Prompt - Copy out, exactly, the first line of the entries below and every line after it through the one containing "pub use date::DateExtractor;".

[Saved entries]
============================================================

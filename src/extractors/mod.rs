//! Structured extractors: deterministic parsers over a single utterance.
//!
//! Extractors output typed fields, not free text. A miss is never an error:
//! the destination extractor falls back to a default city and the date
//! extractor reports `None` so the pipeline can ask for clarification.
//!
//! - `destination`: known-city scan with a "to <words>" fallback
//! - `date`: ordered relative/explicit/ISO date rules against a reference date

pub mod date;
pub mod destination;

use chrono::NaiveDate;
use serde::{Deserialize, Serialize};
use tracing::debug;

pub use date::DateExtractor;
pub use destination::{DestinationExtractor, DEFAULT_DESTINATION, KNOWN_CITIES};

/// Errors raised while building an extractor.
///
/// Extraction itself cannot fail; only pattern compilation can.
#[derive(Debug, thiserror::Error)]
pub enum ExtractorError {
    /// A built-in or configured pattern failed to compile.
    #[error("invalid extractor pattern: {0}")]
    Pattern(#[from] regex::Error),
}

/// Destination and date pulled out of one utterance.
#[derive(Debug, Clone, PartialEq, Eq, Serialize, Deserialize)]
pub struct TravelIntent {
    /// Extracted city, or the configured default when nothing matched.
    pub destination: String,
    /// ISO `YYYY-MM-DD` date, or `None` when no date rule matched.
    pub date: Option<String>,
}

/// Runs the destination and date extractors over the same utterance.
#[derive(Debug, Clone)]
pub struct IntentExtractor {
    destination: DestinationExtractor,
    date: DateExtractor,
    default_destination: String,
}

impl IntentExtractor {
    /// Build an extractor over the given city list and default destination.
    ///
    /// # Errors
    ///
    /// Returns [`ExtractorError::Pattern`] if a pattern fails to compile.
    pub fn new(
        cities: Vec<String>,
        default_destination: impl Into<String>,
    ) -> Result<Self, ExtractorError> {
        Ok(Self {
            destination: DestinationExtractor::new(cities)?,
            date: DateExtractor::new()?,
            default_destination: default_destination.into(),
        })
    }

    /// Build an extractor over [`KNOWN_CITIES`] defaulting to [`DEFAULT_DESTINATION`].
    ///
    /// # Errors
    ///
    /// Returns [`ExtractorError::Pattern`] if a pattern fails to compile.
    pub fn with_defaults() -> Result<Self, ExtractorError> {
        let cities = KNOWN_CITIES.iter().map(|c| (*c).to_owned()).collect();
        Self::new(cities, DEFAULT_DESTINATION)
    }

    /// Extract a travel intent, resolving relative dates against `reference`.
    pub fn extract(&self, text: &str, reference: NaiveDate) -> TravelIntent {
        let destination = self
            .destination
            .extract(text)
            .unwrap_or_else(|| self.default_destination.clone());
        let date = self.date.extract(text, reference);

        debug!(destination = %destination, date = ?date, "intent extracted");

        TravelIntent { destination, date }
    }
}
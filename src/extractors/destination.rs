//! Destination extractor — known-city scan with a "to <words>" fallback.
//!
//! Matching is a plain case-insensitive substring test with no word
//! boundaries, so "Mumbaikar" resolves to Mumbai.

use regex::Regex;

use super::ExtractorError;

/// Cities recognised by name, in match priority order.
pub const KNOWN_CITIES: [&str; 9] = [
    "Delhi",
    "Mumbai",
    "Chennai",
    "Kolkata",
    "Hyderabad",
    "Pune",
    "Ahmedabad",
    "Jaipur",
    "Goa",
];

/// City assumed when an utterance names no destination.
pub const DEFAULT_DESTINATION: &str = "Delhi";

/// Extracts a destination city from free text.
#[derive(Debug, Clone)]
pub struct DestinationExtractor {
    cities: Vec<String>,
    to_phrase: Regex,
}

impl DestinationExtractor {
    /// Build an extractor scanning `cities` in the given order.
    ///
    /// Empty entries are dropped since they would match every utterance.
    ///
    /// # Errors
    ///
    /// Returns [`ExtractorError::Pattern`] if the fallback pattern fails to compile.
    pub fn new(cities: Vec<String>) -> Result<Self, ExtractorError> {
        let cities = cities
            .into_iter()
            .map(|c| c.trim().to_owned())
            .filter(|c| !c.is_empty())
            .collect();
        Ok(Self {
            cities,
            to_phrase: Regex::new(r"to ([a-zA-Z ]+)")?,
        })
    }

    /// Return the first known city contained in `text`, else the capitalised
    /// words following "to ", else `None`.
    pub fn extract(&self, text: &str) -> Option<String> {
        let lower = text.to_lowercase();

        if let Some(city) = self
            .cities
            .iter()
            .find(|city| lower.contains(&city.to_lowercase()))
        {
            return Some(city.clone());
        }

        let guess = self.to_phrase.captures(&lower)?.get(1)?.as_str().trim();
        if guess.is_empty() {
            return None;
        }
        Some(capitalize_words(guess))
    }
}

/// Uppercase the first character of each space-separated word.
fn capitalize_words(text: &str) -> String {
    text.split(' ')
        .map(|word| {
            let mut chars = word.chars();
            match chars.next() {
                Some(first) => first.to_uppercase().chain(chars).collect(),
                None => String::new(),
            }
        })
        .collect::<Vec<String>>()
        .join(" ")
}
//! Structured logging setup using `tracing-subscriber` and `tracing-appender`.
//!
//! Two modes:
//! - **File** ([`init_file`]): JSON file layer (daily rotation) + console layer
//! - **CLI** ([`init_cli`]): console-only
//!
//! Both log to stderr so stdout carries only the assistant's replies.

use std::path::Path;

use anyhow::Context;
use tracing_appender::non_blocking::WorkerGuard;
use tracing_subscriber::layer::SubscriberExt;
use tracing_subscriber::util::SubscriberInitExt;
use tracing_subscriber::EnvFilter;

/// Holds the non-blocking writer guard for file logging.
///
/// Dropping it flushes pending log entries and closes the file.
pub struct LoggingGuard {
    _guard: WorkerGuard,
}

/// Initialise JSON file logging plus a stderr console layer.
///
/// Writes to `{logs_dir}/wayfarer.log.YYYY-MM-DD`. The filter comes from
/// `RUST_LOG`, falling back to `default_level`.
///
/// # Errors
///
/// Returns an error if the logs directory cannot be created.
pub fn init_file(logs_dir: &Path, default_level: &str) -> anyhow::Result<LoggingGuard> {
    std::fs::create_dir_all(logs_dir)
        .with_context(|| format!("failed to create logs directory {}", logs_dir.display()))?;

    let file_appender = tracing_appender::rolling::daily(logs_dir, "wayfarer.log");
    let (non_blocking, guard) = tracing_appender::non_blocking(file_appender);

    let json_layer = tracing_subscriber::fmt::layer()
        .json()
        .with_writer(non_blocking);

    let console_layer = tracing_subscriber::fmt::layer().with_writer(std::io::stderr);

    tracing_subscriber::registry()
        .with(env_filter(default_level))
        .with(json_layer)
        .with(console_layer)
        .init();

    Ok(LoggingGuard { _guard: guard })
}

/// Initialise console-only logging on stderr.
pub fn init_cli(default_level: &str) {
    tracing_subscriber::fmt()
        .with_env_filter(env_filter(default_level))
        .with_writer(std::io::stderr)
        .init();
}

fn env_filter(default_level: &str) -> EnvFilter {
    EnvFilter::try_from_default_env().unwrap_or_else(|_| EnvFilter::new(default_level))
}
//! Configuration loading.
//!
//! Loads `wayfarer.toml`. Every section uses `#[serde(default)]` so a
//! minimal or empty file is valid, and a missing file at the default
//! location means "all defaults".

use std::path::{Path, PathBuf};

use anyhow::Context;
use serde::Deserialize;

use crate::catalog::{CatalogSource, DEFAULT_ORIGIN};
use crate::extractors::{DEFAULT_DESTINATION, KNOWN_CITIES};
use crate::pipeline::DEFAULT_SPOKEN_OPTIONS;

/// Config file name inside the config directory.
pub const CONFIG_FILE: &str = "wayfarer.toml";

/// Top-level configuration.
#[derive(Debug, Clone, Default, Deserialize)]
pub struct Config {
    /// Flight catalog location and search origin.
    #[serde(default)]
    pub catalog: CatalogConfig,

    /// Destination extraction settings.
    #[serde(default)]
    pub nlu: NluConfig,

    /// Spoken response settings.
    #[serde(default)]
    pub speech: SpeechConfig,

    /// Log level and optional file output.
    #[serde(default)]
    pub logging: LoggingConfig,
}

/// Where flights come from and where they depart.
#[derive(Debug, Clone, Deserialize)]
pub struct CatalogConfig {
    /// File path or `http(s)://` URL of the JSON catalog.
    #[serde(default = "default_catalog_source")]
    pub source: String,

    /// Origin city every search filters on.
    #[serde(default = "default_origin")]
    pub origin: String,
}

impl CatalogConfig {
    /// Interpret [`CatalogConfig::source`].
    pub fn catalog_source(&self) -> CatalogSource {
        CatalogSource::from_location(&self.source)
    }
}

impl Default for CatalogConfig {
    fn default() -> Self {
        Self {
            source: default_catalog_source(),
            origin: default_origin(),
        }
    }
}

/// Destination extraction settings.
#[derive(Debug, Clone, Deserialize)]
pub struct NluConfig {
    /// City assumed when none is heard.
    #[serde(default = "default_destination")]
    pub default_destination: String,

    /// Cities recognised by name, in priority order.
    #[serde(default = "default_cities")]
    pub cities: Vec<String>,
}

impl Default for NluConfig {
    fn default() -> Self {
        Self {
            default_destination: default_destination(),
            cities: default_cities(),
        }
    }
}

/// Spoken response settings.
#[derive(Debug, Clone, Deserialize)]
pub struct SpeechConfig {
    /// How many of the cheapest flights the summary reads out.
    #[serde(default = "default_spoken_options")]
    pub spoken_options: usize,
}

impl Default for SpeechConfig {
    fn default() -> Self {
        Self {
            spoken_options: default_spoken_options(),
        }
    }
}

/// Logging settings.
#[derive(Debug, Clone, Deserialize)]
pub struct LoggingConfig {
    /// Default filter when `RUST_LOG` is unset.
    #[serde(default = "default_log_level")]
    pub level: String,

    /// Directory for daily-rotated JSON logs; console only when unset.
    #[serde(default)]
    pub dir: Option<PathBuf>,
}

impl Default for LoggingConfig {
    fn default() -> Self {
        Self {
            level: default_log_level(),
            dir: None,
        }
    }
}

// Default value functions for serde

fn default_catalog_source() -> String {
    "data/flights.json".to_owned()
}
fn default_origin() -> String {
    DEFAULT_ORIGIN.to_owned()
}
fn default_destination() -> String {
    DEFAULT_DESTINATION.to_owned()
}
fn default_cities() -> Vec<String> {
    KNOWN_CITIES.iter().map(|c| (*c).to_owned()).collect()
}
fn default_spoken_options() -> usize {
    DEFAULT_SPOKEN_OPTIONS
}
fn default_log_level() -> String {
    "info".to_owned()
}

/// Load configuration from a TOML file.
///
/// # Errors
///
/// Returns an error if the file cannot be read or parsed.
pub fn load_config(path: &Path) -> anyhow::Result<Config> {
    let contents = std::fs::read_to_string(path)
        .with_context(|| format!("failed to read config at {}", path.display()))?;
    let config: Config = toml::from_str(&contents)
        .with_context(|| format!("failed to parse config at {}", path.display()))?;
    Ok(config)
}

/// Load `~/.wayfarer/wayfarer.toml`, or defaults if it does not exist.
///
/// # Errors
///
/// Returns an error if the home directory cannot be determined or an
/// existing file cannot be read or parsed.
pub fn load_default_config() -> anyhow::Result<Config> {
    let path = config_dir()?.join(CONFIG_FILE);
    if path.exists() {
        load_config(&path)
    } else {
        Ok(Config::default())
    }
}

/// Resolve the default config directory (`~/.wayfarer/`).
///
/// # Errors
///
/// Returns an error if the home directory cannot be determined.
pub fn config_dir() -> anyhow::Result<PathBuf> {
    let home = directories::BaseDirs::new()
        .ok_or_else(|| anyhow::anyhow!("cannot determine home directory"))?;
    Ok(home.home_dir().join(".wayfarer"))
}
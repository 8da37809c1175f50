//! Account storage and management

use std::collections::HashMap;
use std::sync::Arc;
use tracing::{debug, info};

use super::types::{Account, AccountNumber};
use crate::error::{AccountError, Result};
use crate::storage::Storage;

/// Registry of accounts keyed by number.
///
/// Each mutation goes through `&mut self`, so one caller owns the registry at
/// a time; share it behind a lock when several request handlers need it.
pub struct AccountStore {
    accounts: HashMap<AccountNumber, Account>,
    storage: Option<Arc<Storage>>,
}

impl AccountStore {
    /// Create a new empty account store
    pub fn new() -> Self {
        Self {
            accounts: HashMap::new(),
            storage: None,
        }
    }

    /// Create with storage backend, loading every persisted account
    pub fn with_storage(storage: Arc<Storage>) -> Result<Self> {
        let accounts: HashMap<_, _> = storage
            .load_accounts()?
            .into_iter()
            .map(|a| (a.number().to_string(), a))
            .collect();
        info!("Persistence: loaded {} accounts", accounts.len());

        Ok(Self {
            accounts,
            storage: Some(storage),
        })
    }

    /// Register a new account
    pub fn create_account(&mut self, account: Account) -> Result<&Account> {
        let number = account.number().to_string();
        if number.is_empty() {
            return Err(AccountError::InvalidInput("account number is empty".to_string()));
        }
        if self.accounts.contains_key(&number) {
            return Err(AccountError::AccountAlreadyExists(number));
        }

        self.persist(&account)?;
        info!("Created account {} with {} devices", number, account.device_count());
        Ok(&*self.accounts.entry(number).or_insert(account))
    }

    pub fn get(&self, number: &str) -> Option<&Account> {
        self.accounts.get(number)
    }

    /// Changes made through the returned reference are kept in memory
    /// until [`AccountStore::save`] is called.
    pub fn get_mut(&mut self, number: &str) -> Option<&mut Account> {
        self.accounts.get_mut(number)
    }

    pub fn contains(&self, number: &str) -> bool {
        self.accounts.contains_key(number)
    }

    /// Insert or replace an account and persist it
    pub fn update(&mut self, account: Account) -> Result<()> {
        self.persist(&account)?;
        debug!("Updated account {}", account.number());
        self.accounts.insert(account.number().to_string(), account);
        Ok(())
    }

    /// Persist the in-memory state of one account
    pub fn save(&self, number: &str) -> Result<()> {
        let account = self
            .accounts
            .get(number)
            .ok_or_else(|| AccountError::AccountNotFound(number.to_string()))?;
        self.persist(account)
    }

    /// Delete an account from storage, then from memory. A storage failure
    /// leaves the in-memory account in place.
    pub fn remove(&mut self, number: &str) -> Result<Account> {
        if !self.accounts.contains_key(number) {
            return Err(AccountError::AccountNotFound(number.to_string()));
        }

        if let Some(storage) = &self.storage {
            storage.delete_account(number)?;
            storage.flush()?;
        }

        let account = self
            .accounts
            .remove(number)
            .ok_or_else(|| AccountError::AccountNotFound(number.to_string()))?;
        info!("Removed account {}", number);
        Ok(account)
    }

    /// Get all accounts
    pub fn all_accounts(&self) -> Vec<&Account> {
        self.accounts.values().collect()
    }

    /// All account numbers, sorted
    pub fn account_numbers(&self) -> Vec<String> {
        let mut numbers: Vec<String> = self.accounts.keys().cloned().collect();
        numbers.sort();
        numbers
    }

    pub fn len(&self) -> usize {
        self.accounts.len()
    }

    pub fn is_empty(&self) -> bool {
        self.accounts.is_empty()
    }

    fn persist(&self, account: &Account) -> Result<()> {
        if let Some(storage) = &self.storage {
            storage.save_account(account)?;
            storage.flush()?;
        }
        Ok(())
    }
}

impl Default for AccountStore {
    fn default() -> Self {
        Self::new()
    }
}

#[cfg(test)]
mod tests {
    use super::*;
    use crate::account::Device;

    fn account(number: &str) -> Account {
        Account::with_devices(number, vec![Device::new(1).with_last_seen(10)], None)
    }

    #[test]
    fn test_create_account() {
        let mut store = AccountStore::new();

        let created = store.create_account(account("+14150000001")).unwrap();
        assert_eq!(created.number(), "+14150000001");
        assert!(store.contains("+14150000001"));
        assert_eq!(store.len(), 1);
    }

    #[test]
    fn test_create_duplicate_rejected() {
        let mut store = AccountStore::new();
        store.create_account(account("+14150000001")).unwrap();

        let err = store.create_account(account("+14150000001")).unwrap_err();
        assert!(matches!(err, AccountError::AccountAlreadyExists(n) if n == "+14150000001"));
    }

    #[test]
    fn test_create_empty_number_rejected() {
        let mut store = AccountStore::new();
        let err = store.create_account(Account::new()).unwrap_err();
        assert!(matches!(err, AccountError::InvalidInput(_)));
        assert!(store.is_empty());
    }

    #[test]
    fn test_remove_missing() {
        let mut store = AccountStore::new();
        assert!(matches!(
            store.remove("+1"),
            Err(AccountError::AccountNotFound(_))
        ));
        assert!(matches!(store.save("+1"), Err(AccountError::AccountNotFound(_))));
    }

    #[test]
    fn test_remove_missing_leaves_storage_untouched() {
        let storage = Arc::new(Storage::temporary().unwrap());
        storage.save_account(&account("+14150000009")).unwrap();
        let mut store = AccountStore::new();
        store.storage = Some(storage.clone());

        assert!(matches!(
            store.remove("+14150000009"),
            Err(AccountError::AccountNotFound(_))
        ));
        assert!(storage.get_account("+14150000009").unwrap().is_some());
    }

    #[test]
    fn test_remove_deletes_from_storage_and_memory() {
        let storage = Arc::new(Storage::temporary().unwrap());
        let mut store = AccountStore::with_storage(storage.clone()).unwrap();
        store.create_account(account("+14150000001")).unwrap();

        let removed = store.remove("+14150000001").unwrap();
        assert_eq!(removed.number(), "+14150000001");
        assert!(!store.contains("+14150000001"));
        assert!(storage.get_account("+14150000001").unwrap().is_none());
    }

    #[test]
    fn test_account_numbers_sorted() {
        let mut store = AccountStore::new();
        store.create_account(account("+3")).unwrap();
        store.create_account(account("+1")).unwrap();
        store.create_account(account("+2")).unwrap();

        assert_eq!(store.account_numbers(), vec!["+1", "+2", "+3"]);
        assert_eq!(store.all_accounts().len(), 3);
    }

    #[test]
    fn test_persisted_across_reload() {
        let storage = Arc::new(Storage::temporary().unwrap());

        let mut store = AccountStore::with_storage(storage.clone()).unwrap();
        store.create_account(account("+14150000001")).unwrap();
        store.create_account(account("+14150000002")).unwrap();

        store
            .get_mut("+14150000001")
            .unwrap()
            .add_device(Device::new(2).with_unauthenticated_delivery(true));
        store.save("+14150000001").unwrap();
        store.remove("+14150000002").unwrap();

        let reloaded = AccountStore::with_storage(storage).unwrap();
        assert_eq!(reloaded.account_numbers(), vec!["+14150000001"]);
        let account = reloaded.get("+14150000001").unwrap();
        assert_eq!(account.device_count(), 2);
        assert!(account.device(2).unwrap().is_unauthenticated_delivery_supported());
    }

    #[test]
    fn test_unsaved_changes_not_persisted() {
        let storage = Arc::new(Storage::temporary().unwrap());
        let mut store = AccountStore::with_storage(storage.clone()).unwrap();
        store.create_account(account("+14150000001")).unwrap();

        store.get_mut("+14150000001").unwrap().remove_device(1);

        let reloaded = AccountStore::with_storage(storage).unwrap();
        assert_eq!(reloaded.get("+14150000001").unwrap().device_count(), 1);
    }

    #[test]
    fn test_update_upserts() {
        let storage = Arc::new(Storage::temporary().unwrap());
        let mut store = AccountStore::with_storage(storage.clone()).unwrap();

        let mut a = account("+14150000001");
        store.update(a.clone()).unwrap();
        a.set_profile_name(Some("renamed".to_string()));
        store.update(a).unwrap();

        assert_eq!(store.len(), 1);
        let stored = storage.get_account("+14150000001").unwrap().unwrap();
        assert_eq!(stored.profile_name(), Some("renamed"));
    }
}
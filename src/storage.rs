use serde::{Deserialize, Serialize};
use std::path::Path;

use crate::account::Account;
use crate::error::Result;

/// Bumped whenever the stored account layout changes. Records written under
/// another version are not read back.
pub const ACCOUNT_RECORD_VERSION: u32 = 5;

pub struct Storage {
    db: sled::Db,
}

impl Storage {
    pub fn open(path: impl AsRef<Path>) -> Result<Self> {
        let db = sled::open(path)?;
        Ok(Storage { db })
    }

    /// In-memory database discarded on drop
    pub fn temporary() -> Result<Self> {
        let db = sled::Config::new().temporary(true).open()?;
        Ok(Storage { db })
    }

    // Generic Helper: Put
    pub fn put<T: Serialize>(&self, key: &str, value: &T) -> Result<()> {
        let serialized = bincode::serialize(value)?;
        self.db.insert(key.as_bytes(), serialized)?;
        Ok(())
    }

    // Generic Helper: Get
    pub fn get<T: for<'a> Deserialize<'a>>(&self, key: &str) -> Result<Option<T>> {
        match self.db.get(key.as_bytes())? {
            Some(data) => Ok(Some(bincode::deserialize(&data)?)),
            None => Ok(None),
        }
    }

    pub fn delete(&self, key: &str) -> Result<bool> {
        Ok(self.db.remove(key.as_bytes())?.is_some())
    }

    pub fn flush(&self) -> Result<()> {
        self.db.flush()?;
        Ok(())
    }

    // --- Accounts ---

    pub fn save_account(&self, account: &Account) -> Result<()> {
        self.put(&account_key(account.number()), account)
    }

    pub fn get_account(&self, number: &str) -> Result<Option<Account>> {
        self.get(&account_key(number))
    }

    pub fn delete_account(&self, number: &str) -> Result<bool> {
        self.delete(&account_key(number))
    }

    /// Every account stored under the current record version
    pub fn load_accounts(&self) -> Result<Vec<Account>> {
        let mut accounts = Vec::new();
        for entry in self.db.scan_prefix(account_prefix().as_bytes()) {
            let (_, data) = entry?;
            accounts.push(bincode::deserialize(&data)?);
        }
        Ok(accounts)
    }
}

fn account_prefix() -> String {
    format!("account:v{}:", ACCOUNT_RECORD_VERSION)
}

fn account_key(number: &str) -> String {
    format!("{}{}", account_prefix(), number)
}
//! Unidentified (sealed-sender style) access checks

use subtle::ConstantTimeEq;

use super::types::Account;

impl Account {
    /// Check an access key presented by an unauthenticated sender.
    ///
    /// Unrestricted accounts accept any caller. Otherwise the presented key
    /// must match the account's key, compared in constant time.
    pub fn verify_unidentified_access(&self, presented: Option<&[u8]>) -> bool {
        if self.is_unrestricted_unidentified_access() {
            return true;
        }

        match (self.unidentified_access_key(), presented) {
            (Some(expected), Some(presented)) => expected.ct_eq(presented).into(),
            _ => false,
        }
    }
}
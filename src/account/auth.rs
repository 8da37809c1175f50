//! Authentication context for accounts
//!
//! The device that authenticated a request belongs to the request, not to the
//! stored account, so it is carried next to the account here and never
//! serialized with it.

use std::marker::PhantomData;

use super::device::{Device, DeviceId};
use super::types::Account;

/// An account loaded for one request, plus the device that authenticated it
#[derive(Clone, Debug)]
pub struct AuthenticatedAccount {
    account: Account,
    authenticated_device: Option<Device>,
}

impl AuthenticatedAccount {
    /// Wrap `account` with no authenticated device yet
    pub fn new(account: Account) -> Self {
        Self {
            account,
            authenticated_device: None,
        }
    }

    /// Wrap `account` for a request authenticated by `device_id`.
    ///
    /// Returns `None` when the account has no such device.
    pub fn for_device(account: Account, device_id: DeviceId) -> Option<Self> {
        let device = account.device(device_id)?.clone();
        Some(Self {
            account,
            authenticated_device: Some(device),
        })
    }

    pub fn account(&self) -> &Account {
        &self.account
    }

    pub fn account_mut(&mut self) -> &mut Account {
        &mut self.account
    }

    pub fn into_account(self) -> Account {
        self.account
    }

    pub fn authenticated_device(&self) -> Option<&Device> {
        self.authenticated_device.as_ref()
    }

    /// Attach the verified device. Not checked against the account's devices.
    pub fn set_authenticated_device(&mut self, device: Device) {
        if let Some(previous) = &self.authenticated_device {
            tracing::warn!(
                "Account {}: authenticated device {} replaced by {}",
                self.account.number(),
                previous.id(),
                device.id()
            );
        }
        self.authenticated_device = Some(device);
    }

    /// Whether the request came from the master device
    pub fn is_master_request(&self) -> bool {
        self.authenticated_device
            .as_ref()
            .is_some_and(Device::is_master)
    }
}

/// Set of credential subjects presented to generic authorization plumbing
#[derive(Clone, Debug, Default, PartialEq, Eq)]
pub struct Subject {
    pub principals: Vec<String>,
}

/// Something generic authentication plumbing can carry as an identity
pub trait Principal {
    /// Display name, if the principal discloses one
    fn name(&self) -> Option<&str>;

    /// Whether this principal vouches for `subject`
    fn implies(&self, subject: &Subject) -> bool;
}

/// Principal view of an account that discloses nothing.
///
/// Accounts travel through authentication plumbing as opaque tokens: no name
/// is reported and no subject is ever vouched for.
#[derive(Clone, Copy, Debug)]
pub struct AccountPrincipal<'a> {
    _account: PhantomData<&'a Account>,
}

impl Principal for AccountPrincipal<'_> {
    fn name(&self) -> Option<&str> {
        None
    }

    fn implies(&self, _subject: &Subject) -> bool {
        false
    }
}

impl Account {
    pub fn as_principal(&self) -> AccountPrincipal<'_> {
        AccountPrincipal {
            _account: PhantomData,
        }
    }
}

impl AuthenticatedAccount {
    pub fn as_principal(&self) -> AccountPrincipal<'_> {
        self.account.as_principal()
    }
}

============================================================

Response to the exercise -
filename src/extractors/mod.rs
//! Structured extractors: deterministic parsers over a single utterance.
//!
//! Extractors output typed fields, not free text. A miss is never an error:
//! the destination extractor falls back to a default city and the date
//! extractor reports `None` so the pipeline can ask for clarification.
//!
//! - `destination`: known-city scan with a "to <words>" fallback
//! - `date`: ordered relative/explicit/ISO date rules against a reference date

pub mod date;
pub mod destination;

use chrono::NaiveDate;
use serde::{Deserialize, Serialize};
use tracing::debug;

pub use date::DateExtractor;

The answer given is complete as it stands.